3 Continuing Chapter 4

  1. Text 4.2 p 148 pdf

  2. Simple continuous r.v. examples: uniform, exponential.

  3. The exponential distribution complements the Poisson distribution. The Poisson describes the number of arrivals per unit time. The exponential describes the distribution of the times between consecutive arrivals.

    The exponential is the continuous analog to the geometric. If the random variable is the integral number of seconds, use geometric. If the r.v. is the real number time, use exponential.

    Ex 4.7 p 150: exponential r.v.

  4. Properties

    1. Memoryless.

    2. \(f(x) = \lambda e^{-\lambda x}\) if \(x\ge0\), 0 otherwise.

    3. Example: time for a radioactive atom to decay.

  5. Skip 4.2.1 for now.

  6. The most common continuous distribution is the normal distribution.

  7. 4.2.2 p 152. Conditional probabilities work the same with continuous distributions as with discrete distributions.

  8. p 154. Gaussian r.v.

    1. \(f(x) = \frac{1}{\sqrt{2\pi} \cdot \sigma} e^{\frac{-(x-\mu)^2}{2\sigma^2}}\)

    2. cdf often called \(\Psi(x)\)

    3. cdf complement:

      1. \(Q(x)=1-\Psi(x) = \int_x^\infty \frac{1}{\sqrt{2\pi} \cdot \sigma} e^{\frac{-(t-\mu)^2}{2\sigma^2}} dt\)

      2. E.g., if \(\mu=500, \sigma=100\),

        1. P[x>400]=0.66

        2. P[x>500]=0.5

        3. P[x>600]=0.16

        4. P[x>700]=0.02

        5. P[x>800]=0.001

  9. Text 4.3 p 156 Expected value

  10. Skip the other distributions (for now?).

4 Examples

4.11, p153.

5 4.3.2 Variance

p160

6 Memoryless Exponential Distn

p 166.

7 4.4.3 Normal (Gaussian) dist

p 167.

Show that the pdf integrates to 1.

Lots of different notations:

Generally, F(x) = P(X<=x).

For normal: that is called $\Psi(x)$ .

$Q(x) = 1-\Psi(x)$ .

Example 4.22 page 169.

8 4.4.4 Gamma r.v.

  1. 2 parameters

  2. Has several useful special cases, e.g., chi-squared and m-Erlang.

  3. The sum of m exponential r.v. has the m-Erlang dist.

  4. Example 4.24 page 172.

9 Functions of a r.v.

  1. Example 4.29 page 175.

  2. Linear function: Example 4.31 on page 176.

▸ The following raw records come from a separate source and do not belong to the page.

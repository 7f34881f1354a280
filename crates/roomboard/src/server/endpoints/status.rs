use axum::{
    extract::State,
    http::StatusCode,
    response::{IntoResponse, Response},
    Json,
};
use serde_json::json;
use std::sync::Arc;

use crate::schedule::SYSTEM_BLOCKS;
use crate::types::AppState;

/// GET /health
pub async fn get_health() -> Response {
    (StatusCode::OK, Json(json!({ "status": "ok" }))).into_response()
}

/// GET /blocks
/// Returns the fixed list of system blocks
pub async fn get_blocks() -> Response {
    (StatusCode::OK, Json(SYSTEM_BLOCKS.to_vec())).into_response()
}

/// GET /status
/// Returns snapshot cache and circuit breaker state for monitoring
pub async fn get_status(State(s): State<Arc<AppState>>) -> Response {
    let catalog = s.catalog.state();
    let cached = catalog.cache.get();

    (
        StatusCode::OK,
        Json(json!({
            "snapshotCached": cached.is_some(),
            "snapshotFingerprint": cached.as_ref().map(|b| b.fingerprint.clone()),
            "snapshotAgeSecs": catalog.cache.age().map(|a| a.as_secs()),
            "snapshotTtlSecs": catalog.cache.ttl().as_secs(),
            "catalogFailures": catalog.circuit_breaker.failure_count(),
            "draftLocks": s.draft_locks.len(),
        })),
    )
        .into_response()
}
//! Draft endpoints: the pending assignment list of a section being edited.

use axum::{
    extract::{Path, Query, State},
    http::StatusCode,
    response::{IntoResponse, Response},
    Json,
};
use serde::Deserialize;
use serde_json::json;
use std::sync::Arc;
use tokio::sync::OwnedMutexGuard;
use tracing::{error, info, warn};

use super::load_board;
use crate::catalog::{Day, ScheduleAssignment};
use crate::db::{DraftRecord, DraftStoreError};
use crate::schedule::{Draft, RoomRef, SelectorError};
use crate::server::types::ApiErrorType;
use crate::types::AppState;

#[derive(Debug, Default, Deserialize)]
#[serde(rename_all = "camelCase")]
pub struct CreateDraftRequest {
    /// Omit for a section the catalog doesn't have yet
    #[serde(default)]
    pub section_id: Option<i64>,
    /// Overrides the section's schedule as known to the catalog
    #[serde(default)]
    pub initial: Option<Vec<ScheduleAssignment>>,
}

#[derive(Debug, Deserialize)]
pub struct ConfirmRequest {
    pub room: RoomRef,
    pub day: Day,
    pub blocks: Vec<u8>,
}

#[derive(Debug, Deserialize)]
pub struct DraftAvailabilityParams {
    /// Room id or room code
    pub room: String,
    pub day: Day,
}

fn store_error_to_response(error: DraftStoreError) -> Response {
    error!("Draft store failure: {}", error);
    ApiErrorType::from((
        StatusCode::INTERNAL_SERVER_ERROR,
        "Failed to access drafts",
        Some(error.to_string()),
    ))
    .into_response()
}

fn selector_error_to_response(error: SelectorError) -> Response {
    let (status, message) = match &error {
        SelectorError::BlockUnavailable { .. } => {
            (StatusCode::CONFLICT, "Block is occupied by another section")
        }
        SelectorError::IndexOutOfRange { .. } => {
            (StatusCode::NOT_FOUND, "Pending assignment not found")
        }
        SelectorError::EmptySelection | SelectorError::UnknownBlock(_) => {
            (StatusCode::BAD_REQUEST, "Invalid block selection")
        }
    };

    ApiErrorType::from((status, message, Some(error.to_string()))).into_response()
}

fn draft_not_found(draft_id: i64) -> Response {
    warn!("Draft not found: {}", draft_id);
    ApiErrorType::from((
        StatusCode::NOT_FOUND,
        "Draft not found",
        Some(format!("No draft with ID: {}", draft_id)),
    ))
    .into_response()
}

fn fetch_draft(s: &AppState, draft_id: i64) -> Result<DraftRecord, Response> {
    match s.drafts.get(draft_id) {
        Ok(Some(record)) => Ok(record),
        Ok(None) => Err(draft_not_found(draft_id)),
        Err(e) => Err(store_error_to_response(e)),
    }
}

/// Takes the draft's lock and loads it under the lock.
///
/// Unknown draft ids never leave a lock entry behind.
async fn lock_draft(
    s: &AppState,
    draft_id: i64,
) -> Result<(OwnedMutexGuard<()>, DraftRecord), Response> {
    fetch_draft(s, draft_id)?;

    let guard = s.draft_lock(draft_id).lock_owned().await;
    match fetch_draft(s, draft_id) {
        Ok(record) => Ok((guard, record)),
        Err(response) => {
            // Deleted while we waited
            drop(guard);
            s.forget_draft_lock(draft_id);
            Err(response)
        }
    }
}

/// Persists `draft`'s pending list and answers with the stored record plus
/// one extra field describing the change.
fn save_and_respond(
    s: &AppState,
    draft_id: i64,
    draft: &Draft,
    (key, value): (&str, serde_json::Value),
) -> Response {
    match s.drafts.save_pending(draft_id, &draft.pending) {
        Ok(true) => {}
        Ok(false) => return draft_not_found(draft_id),
        Err(e) => return store_error_to_response(e),
    }

    match fetch_draft(s, draft_id) {
        Ok(record) => {
            let mut body = serde_json::Map::new();
            body.insert(key.to_string(), value);
            body.insert("draft".to_string(), json!(record));
            (StatusCode::OK, Json(serde_json::Value::Object(body))).into_response()
        }
        Err(response) => response,
    }
}

/// POST /drafts
/// Opens a draft for a section, seeded with its current schedule
pub async fn post_draft(
    State(s): State<Arc<AppState>>,
    Json(request): Json<CreateDraftRequest>,
) -> Response {
    info!("POST /drafts section={:?}", request.section_id);

    let initial = match (request.initial, request.section_id) {
        (Some(initial), _) => initial,
        (None, Some(section_id)) => {
            let board = match load_board(&s, false).await {
                Ok(board) => board,
                Err(response) => return response,
            };
            match board.find_section(section_id) {
                Some((_, section)) => section.schedule_assignments.clone(),
                None => {
                    warn!("Section not found: {}", section_id);
                    return ApiErrorType::from((
                        StatusCode::NOT_FOUND,
                        "Section not found",
                        Some(format!("No section with ID: {}", section_id)),
                    ))
                    .into_response();
                }
            }
        }
        (None, None) => Vec::new(),
    };

    match s.drafts.create(&Draft::new(request.section_id, initial)) {
        Ok(record) => (StatusCode::CREATED, Json(record)).into_response(),
        Err(e) => store_error_to_response(e),
    }
}

/// GET /drafts/:draft_id
pub async fn get_draft(Path(draft_id): Path<i64>, State(s): State<Arc<AppState>>) -> Response {
    info!("GET /drafts/{}", draft_id);

    match fetch_draft(&s, draft_id) {
        Ok(record) => (StatusCode::OK, Json(record)).into_response(),
        Err(response) => response,
    }
}

/// GET /drafts/:draft_id/availability?room=...&day=...
/// Block availability with the draft's own initial slots exempted
pub async fn get_draft_availability(
    Path(draft_id): Path<i64>,
    State(s): State<Arc<AppState>>,
    Query(params): Query<DraftAvailabilityParams>,
) -> Response {
    info!(
        "GET /drafts/{}/availability room={} day={}",
        draft_id, params.room, params.day
    );

    if params.room.trim().is_empty() {
        return ApiErrorType::from((
            StatusCode::BAD_REQUEST,
            "Missing room",
            Some("Pass a room id or room code".to_string()),
        ))
        .into_response();
    }

    let record = match fetch_draft(&s, draft_id) {
        Ok(record) => record,
        Err(response) => return response,
    };
    let board = match load_board(&s, false).await {
        Ok(board) => board,
        Err(response) => return response,
    };

    let room = board.parse_room(&params.room);
    let blocks = record.draft.availability(&board.index, &room, params.day);
    (
        StatusCode::OK,
        Json(json!({
            "draftId": draft_id,
            "room": params.room.trim(),
            "day": params.day,
            "blocks": blocks,
            "fingerprint": board.fingerprint,
        })),
    )
        .into_response()
}

/// POST /drafts/:draft_id/blocks
/// Appends the chosen blocks of one room/day to the pending list
pub async fn post_confirm_blocks(
    Path(draft_id): Path<i64>,
    State(s): State<Arc<AppState>>,
    Json(request): Json<ConfirmRequest>,
) -> Response {
    info!(
        "POST /drafts/{}/blocks day={} blocks={:?}",
        draft_id, request.day, request.blocks
    );

    let (_guard, mut record) = match lock_draft(&s, draft_id).await {
        Ok(locked) => locked,
        Err(response) => return response,
    };
    let board = match load_board(&s, false).await {
        Ok(board) => board,
        Err(response) => return response,
    };

    let Some(room) = board.find_room(&request.room) else {
        warn!("Room not found: {:?}", request.room);
        return ApiErrorType::from((
            StatusCode::NOT_FOUND,
            "Room not found",
            Some(format!("No room matching {:?}", request.room)),
        ))
        .into_response();
    };

    match record
        .draft
        .confirm(&board.index, room, request.day, &request.blocks)
    {
        Ok(added) => save_and_respond(&s, draft_id, &record.draft, ("added", json!(added))),
        Err(e) => {
            warn!("Rejected block selection for draft {}: {}", draft_id, e);
            selector_error_to_response(e)
        }
    }
}

/// DELETE /drafts/:draft_id/assignments/:index
/// Removes one pending assignment by position
pub async fn delete_assignment(
    Path((draft_id, index)): Path<(i64, usize)>,
    State(s): State<Arc<AppState>>,
) -> Response {
    info!("DELETE /drafts/{}/assignments/{}", draft_id, index);

    let (_guard, mut record) = match lock_draft(&s, draft_id).await {
        Ok(locked) => locked,
        Err(response) => return response,
    };

    match record.draft.remove(index) {
        Ok(removed) => save_and_respond(&s, draft_id, &record.draft, ("removed", json!(removed))),
        Err(e) => selector_error_to_response(e),
    }
}

/// DELETE /drafts/:draft_id
pub async fn delete_draft(Path(draft_id): Path<i64>, State(s): State<Arc<AppState>>) -> Response {
    info!("DELETE /drafts/{}", draft_id);

    let deleted = {
        let lock = s.draft_lock(draft_id);
        let _guard = lock.lock().await;
        s.drafts.delete(draft_id)
    };

    match deleted {
        Ok(true) => {
            s.forget_draft_lock(draft_id);
            StatusCode::NO_CONTENT.into_response()
        }
        Ok(false) => {
            s.forget_draft_lock(draft_id);
            draft_not_found(draft_id)
        }
        // The draft may still exist, so holders of its lock must keep it
        Err(e) => store_error_to_response(e),
    }
}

10 Markov and Chebyshev inequalities (Section 4.6, page 181)

  1. Your web server averages 10 hits/second.

  2. It will crash if it gets 20 hits.

  3. By the Markov inequality, that has a probability at most 0.5.

  4. That is way way too conservative, but it makes no assumptions about the distribution of hits.

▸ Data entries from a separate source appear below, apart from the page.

use axum::http::StatusCode;
use axum::response::{IntoResponse, Response};
use axum::Json;
use serde_json::json;

/// Error body returned by every endpoint: `{"error": ..., "details": ...}`.
#[derive(Debug)]
pub struct ApiErrorType {
    status: StatusCode,
    error: String,
    details: Option<String>,
}

impl From<(StatusCode, &str, Option<String>)> for ApiErrorType {
    fn from((status, error, details): (StatusCode, &str, Option<String>)) -> Self {
        Self {
            status,
            error: error.to_string(),
            details,
        }
    }
}

impl IntoResponse for ApiErrorType {
    fn into_response(self) -> Response {
        (
            self.status,
            Json(json!({
                "error": self.error,
                "details": self.details,
            })),
        )
            .into_response()
    }
}
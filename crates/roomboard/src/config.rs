/// Service configuration loaded from a JSON file
use serde::{Deserialize, Serialize};
use std::fs;
use std::path::Path;
use thiserror::Error;
use url::Url;

#[derive(Debug, Clone, Serialize, Deserialize)]
pub struct AppConfig {
    #[serde(default = "default_address")]
    pub address: String,
    #[serde(default = "default_port")]
    pub port: u16,
    pub catalog: CatalogConfig,
    #[serde(default = "default_database_path")]
    pub database_path: String,
}

/// Where and how to reach the catalog collaborator.
#[derive(Debug, Clone, Serialize, Deserialize)]
pub struct CatalogConfig {
    /// e.g. "http://catalog.internal/api"; `rooms` and `subjects` are resolved below it
    pub base_url: String,
    #[serde(default = "default_timeout_secs")]
    pub timeout_secs: u64,
    /// How long a loaded snapshot is served before refetching; 0 disables caching
    #[serde(default = "default_snapshot_ttl_secs")]
    pub snapshot_ttl_secs: u64,
}

fn default_address() -> String {
    "127.0.0.1".to_string()
}

fn default_port() -> u16 {
    8080
}

fn default_database_path() -> String {
    "roomboard.sqlite3".to_string()
}

fn default_timeout_secs() -> u64 {
    10
}

fn default_snapshot_ttl_secs() -> u64 {
    30
}

#[derive(Debug, Error)]
pub enum ConfigError {
    #[error("Failed to read {path}: {source}")]
    Io {
        path: String,
        #[source]
        source: std::io::Error,
    },

    #[error("Failed to parse config: {0}")]
    Parse(#[from] serde_json::Error),

    #[error("Invalid config: {0}")]
    Invalid(String),
}

impl AppConfig {
    /// Loads and validates the config file at `path`
    ///
    /// # Returns
    /// * `Ok(AppConfig)` - Config with defaults filled in
    /// * `Err(ConfigError)` - If the file can't be read, parsed or validated
    pub fn load_from_path(path: &Path) -> Result<Self, ConfigError> {
        let content = fs::read_to_string(path).map_err(|source| ConfigError::Io {
            path: path.display().to_string(),
            source,
        })?;
        Self::from_json(&content)
    }

    pub fn from_json(content: &str) -> Result<Self, ConfigError> {
        let config: AppConfig = serde_json::from_str(content)?;
        config.validate()?;
        Ok(config)
    }

    fn validate(&self) -> Result<(), ConfigError> {
        let url = Url::parse(&self.catalog.base_url).map_err(|e| {
            ConfigError::Invalid(format!("catalog.base_url '{}': {}", self.catalog.base_url, e))
        })?;
        if !matches!(url.scheme(), "http" | "https") {
            return Err(ConfigError::Invalid(format!(
                "catalog.base_url must be http(s), got '{}'",
                url.scheme()
            )));
        }
        if self.catalog.timeout_secs == 0 {
            return Err(ConfigError::Invalid(
                "catalog.timeout_secs must be positive".to_string(),
            ));
        }
        Ok(())
    }
}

  5. For the Chebyshev inequality, assume that the variance is 10.

  6. It gives the probability of crashing at under 0.1. That is tighter.

  7. Assuming the distribution is Poisson with a=10, use Matlab 1-cdf('Poisson',20,10). That gives 0.0016.

  8. The more we assume, the better the answer we can compute.

  9. However, our assumptions had better be correct.

  10. (Editorial): In the real world, and especially economics, the assumptions are, in fact, often false. However, the models still usually work (at least, we can't prove they don't work). Until they stop working, e.g., https://en.wikipedia.org/wiki/Long-Term_Capital_Management . Jamie Dimon, head of JP Morgan, has observed that the market swings more widely than is statistically reasonable.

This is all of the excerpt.